CD4+LAG3+T cells are decreased in SSc-ILD and affect fibroblast mesenchymal transition by TGF-β3
Linmang Qin, Haobo Lin, Fu Zhu, Jieying Wang, Tianxiao Feng, Ting Xu, Guangfeng Zhang, Xiao Zhang
Abstract
Pulmonary fibrosis frequently occurs in rheumatic conditions, particularly systemic sclerosis-associated interstitial lung disease (SSc-ILD). The pathology involves cell transformation into interstitial structures and collagen accumulation. CD4 + LAG3 + T cells, known for immune inhibition, are relevant in autoimmunity.
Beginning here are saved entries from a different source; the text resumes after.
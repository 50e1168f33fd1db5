pub mod rest_server;
//! `winkel toggle <list-id> <product-id>` – flip the purchased flag.

use anyhow::Result;
use std::io::Write;
use winkel_core::backend::Backend;
use winkel_core::model::RowId;

use super::load_detail;
use crate::cli::render;

pub fn run_toggle<B: Backend, W: Write>(
    backend: B,
    list_id: &RowId,
    product_id: &RowId,
    out: &mut W,
) -> Result<()> {
    let mut view = load_detail(backend, list_id)?;
    let purchased = view.toggle_product(product_id)?;
    let name = view
        .find(product_id)
        .map(|p| p.name.clone())
        .unwrap_or_else(|| product_id.to_string());
    writeln!(out, "{}: {}", name, render::purchased_label(purchased))?;
    Ok(())
}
This study investigates CD4 + LAG3 + T cells in SSc-ILD. Clinical analysis revealed a correlation between CD4 + LAG3 + T cells and interleukin-6 (IL-6) and erythrocyte sedimentation rate (ESR). Using primary human lung fibroblasts (pHLFs) and murine bone marrow-derived macrophages (BMDMs), we showed that CD4 + LAG3 + T cells secreted TGF-β3 inhibits TGF-β1-induced mesenchymal transformation, modulates cellular function, and reduces collagen release. In mouse models, CD4 + LAG3 + T cells exhibited potential in alleviating bleomycin-induced pulmonary fibrosis. This study emphasizes CD4 + LAG3 + T cells' therapeutic promise against fibrosis and proposes their role as biomarkers.